•Charateristics of Bryophytic plants and Pteridophytic plants.
Answers
As we pass from mosses to ferns, we see a gradual transition from primitive to modern traits. There are two major trends you should focus on in today's lab. The first is a transition in life cycles, the second is a change in basic internal structure.
First, all plants undergo an alternation of generations, between a haploid gametophyte stage and a diploid sporophyte stage. In the most primitive plants, like mosses, the gametophyte is dominant (i.e. it's big and green). In higher plants like ferns and fern allies, the sporophyte stage is dominant. Gametophytes produce gametes (sperm and eggs) in a special structure called a gametangium (-ia), while sporophytes produce spores in a special structure called a sporangium (-ia).
Second, all plants need to get water to their cells. Primitive bryophytes like mosses and liverworts are so small that they can rely on diffusion to move water in and out of the plant. Mosses have a few strands of water conducting tissue in their central stem, but nothing like the large and well organized network of tubes in tracheophytes, or "tube plants". The vascular tissues in the more advanced ferns and "fern allies" are made up of xylem and phloem, which conduct water, nutrients, and food throughout the plant body. We'll look at these tissues in a later lab.

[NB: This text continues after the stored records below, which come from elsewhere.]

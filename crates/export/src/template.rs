use std::fmt::Write;

use thiserror::Error;

/// Placeholders recognised in page header/footer templates.
#[derive(Debug, Clone, Copy, PartialEq, Eq)]
pub enum TemplateToken {
    /// `&t`
    Title,
    /// `&a`
    Author,
    /// `&f`
    FileName,
    /// `&F`
    FilePath,
    /// `&p`
    PageNumber,
    /// `&P`
    PageCount,
}

impl TemplateToken {
    fn from_code(code: char) -> Option<Self> {
        let token = match code {
            't' => TemplateToken::Title,
            'a' => TemplateToken::Author,
            'f' => TemplateToken::FileName,
            'F' => TemplateToken::FilePath,
            'p' => TemplateToken::PageNumber,
            'P' => TemplateToken::PageCount,
            _ => return None,
        };
        Some(token)
    }

    fn append_to(self, buffer: &mut String, context: &HeaderFooterContext<'_>) {
        match self {
            TemplateToken::Title => buffer.push_str(context.title),
            TemplateToken::Author => buffer.push_str(context.author),
            TemplateToken::FileName => buffer.push_str(context.file_name),
            TemplateToken::FilePath => buffer.push_str(context.file_path),
            TemplateToken::PageNumber => {
                let _ = write!(buffer, "{}", context.page_number);
            }
            TemplateToken::PageCount => {
                let _ = write!(buffer, "{}", context.page_count);
            }
        }
    }
}

#[derive(Debug, Clone, PartialEq, Eq)]
pub enum TemplateSegment {
    Literal(String),
    Token(TemplateToken),
}

#[derive(Debug, Clone, Copy, PartialEq, Eq)]
pub enum Alignment {
    Left,
    Center,
    Right,
}

/// Parsed header or footer, split into left, centre and right slots.
#[derive(Debug, Clone, PartialEq, Eq, Default)]
pub struct HeaderFooterTemplate {
    pub left: Vec<TemplateSegment>,
    pub center: Vec<TemplateSegment>,
    pub right: Vec<TemplateSegment>,
}

impl HeaderFooterTemplate {
    /// Parses `&`-escaped template text.
    ///
    /// `&l`, `&c` and `&r` switch the slot that following text lands in,
    /// `&&` is a literal ampersand and a trailing lone `&` is kept as text.
    pub fn parse(input: &str) -> Result<Self, TemplateError> {
        let mut template = Self::default();
        let mut alignment = Alignment::Left;
        let mut literal = String::new();

        let mut chars = input.chars();
        while let Some(ch) = chars.next() {
            if ch != '&' {
                literal.push(ch);
                continue;
            }
            let Some(code) = chars.next() else {
                literal.push('&');
                break;
            };

            let switch_to = match code {
                '&' => {
                    literal.push('&');
                    continue;
                }
                'l' | 'L' => Some(Alignment::Left),
                'c' | 'C' => Some(Alignment::Center),
                'r' | 'R' => Some(Alignment::Right),
                _ => None,
            };

            template.flush(&mut literal, alignment);
            match switch_to {
                Some(next) => alignment = next,
                None => {
                    let token =
                        TemplateToken::from_code(code).ok_or(TemplateError::UnknownToken(code))?;
                    template.slot_mut(alignment).push(TemplateSegment::Token(token));
                }
            }
        }
        template.flush(&mut literal, alignment);
        Ok(template)
    }

    pub fn is_empty(&self) -> bool {
        self.left.is_empty() && self.center.is_empty() && self.right.is_empty()
    }

    pub fn render(&self, context: &HeaderFooterContext<'_>) -> RenderedHeaderFooter {
        RenderedHeaderFooter {
            left: render_segments(&self.left, context),
            center: render_segments(&self.center, context),
            right: render_segments(&self.right, context),
        }
    }

    fn slot_mut(&mut self, alignment: Alignment) -> &mut Vec<TemplateSegment> {
        match alignment {
            Alignment::Left => &mut self.left,
            Alignment::Center => &mut self.center,
            Alignment::Right => &mut self.right,
        }
    }

    fn flush(&mut self, literal: &mut String, alignment: Alignment) {
        if literal.is_empty() {
            return;
        }
        let text = std::mem::take(literal);
        self.slot_mut(alignment).push(TemplateSegment::Literal(text));
    }
}

fn render_segments(segments: &[TemplateSegment], context: &HeaderFooterContext<'_>) -> String {
    let mut output = String::new();
    for segment in segments {
        match segment {
            TemplateSegment::Literal(text) => output.push_str(text),
            TemplateSegment::Token(token) => token.append_to(&mut output, context),
        }
    }
    output
}

/// Values substituted into a template for one page.
#[derive(Debug, Clone, Copy, Default)]
pub struct HeaderFooterContext<'a> {
    pub title: &'a str,
    pub author: &'a str,
    pub file_name: &'a str,
    pub file_path: &'a str,
    pub page_number: usize,
    pub page_count: usize,
}

#[derive(Debug, Clone, PartialEq, Eq, Default)]
pub struct RenderedHeaderFooter {
    pub left: String,
    pub center: String,
    pub right: String,
}

impl RenderedHeaderFooter {
    pub fn is_blank(&self) -> bool {
        self.left.is_empty() && self.center.is_empty() && self.right.is_empty()
    }

    pub fn slots(&self) -> [(Alignment, &str); 3] {
        [
            (Alignment::Left, self.left.as_str()),
            (Alignment::Center, self.center.as_str()),
            (Alignment::Right, self.right.as_str()),
        ]
    }
}

#[derive(Debug, Clone, PartialEq, Eq, Error)]
pub enum TemplateError {
    #[error("unknown header/footer token '&{0}'")]
    UnknownToken(char),
}

#[cfg(test)]
mod tests {
    use super::*;

    fn context() -> HeaderFooterContext<'static> {
        HeaderFooterContext {
            title: "Log Export",
            author: "Unknown",
            file_name: "language_check.log",
            file_path: "/work/language_check.log",
            page_number: 2,
            page_count: 5,
        }
    }

    #[test]
    fn parse_alignment_and_tokens() {
        let template = HeaderFooterTemplate::parse("&lBy &a&c&t&rPage &p").unwrap();
        assert_eq!(
            template.left,
            vec![
                TemplateSegment::Literal("By ".into()),
                TemplateSegment::Token(TemplateToken::Author)
            ]
        );
        assert_eq!(template.center, vec![TemplateSegment::Token(TemplateToken::Title)]);
        assert_eq!(
            template.right,
            vec![
                TemplateSegment::Literal("Page ".into()),
                TemplateSegment::Token(TemplateToken::PageNumber)
            ]
        );
    }

    #[test]
    fn render_fills_every_slot() {
        let template = HeaderFooterTemplate::parse("&l&f && more&c&p / &P&r&F").unwrap();
        let rendered = template.render(&context());
        assert_eq!(rendered.left, "language_check.log & more");
        assert_eq!(rendered.center, "2 / 5");
        assert_eq!(rendered.right, "/work/language_check.log");
    }

    #[test]
    fn trailing_ampersand_is_literal() {
        let template = HeaderFooterTemplate::parse("Q&").unwrap();
        assert_eq!(template.left, vec![TemplateSegment::Literal("Q&".into())]);
    }

    #[test]
    fn empty_template_renders_blank() {
        let template = HeaderFooterTemplate::parse("").unwrap();
        assert!(template.is_empty());
        assert!(template.render(&context()).is_blank());
    }

    #[test]
    fn unknown_token() {
        match HeaderFooterTemplate::parse("&x") {
            Err(TemplateError::UnknownToken('x')) => {}
            other => panic!("unexpected result: {:?}", other),
        }
    }
}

Bryophytes also need a moist environment to reproduce. Their flagellated sperm must swim through water to reach the egg. So mosses and liverworts are restricted to moist habitats. There are no mosses in the desert. But mosses are surprisingly resistant to drying up, and can survive under very harsh conditions. Mosses are the most abundant plants in both the Arctic and the Antarctic. Asexual reproduction in bryophytes is accomplished by fragmentation or by tiny vegetative "sprouts" called gemmae, which form in special little structures called gemmae cups.

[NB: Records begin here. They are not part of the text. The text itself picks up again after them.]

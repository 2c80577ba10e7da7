use std::path::{Path, PathBuf};

use scriptproof_search::SubstitutionError;
use thiserror::Error;

use crate::document::DocumentError;

/// Failure conditions surfaced by the proofing stages.
#[derive(Debug, Error)]
pub enum ProofError {
    #[error("file not found: {}", path.display())]
    NotFound { path: PathBuf },
    #[error("failed to read {}: {source}", path.display())]
    Read {
        path: PathBuf,
        #[source]
        source: DocumentError,
    },
    #[error("failed to write {}: {source}", path.display())]
    Write {
        path: PathBuf,
        #[source]
        source: DocumentError,
    },
    #[error("log {} is missing or has no entries", path.display())]
    EmptyLog { path: PathBuf },
    #[error("findings log has {findings} entries but corrected log has {corrected}")]
    CountMismatch { findings: usize, corrected: usize },
    #[error("correction #{ordinal} is blank")]
    EmptyCorrection { ordinal: usize },
    #[error("corrector failed: {0}")]
    Corrector(String),
    #[error(transparent)]
    Substitution(#[from] SubstitutionError),
}

impl ProofError {
    pub(crate) fn read(path: &Path, source: DocumentError) -> Self {
        if source.is_not_found() {
            ProofError::NotFound {
                path: path.to_path_buf(),
            }
        } else {
            ProofError::Read {
                path: path.to_path_buf(),
                source,
            }
        }
    }

    pub(crate) fn write(path: &Path, source: impl Into<DocumentError>) -> Self {
        ProofError::Write {
            path: path.to_path_buf(),
            source: source.into(),
        }
    }
}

Mosses and liverworts are lumped together as bryophytes, plants lacking true vascular tissues, and sharing a number of other primitive traits. They also lack true stems, roots, or leaves, though they have cells that perform these general functions. The leafy green plant that we see when we look at a moss or a liverwort is really the gametophyte, which is the dominant stage in all bryophytes. The sporophytes of bryophytes do not have a free-living existence. They grow directly out of the fertilized egg in the archegonia, and remain dependent on the parent gametophyte for their nutrition.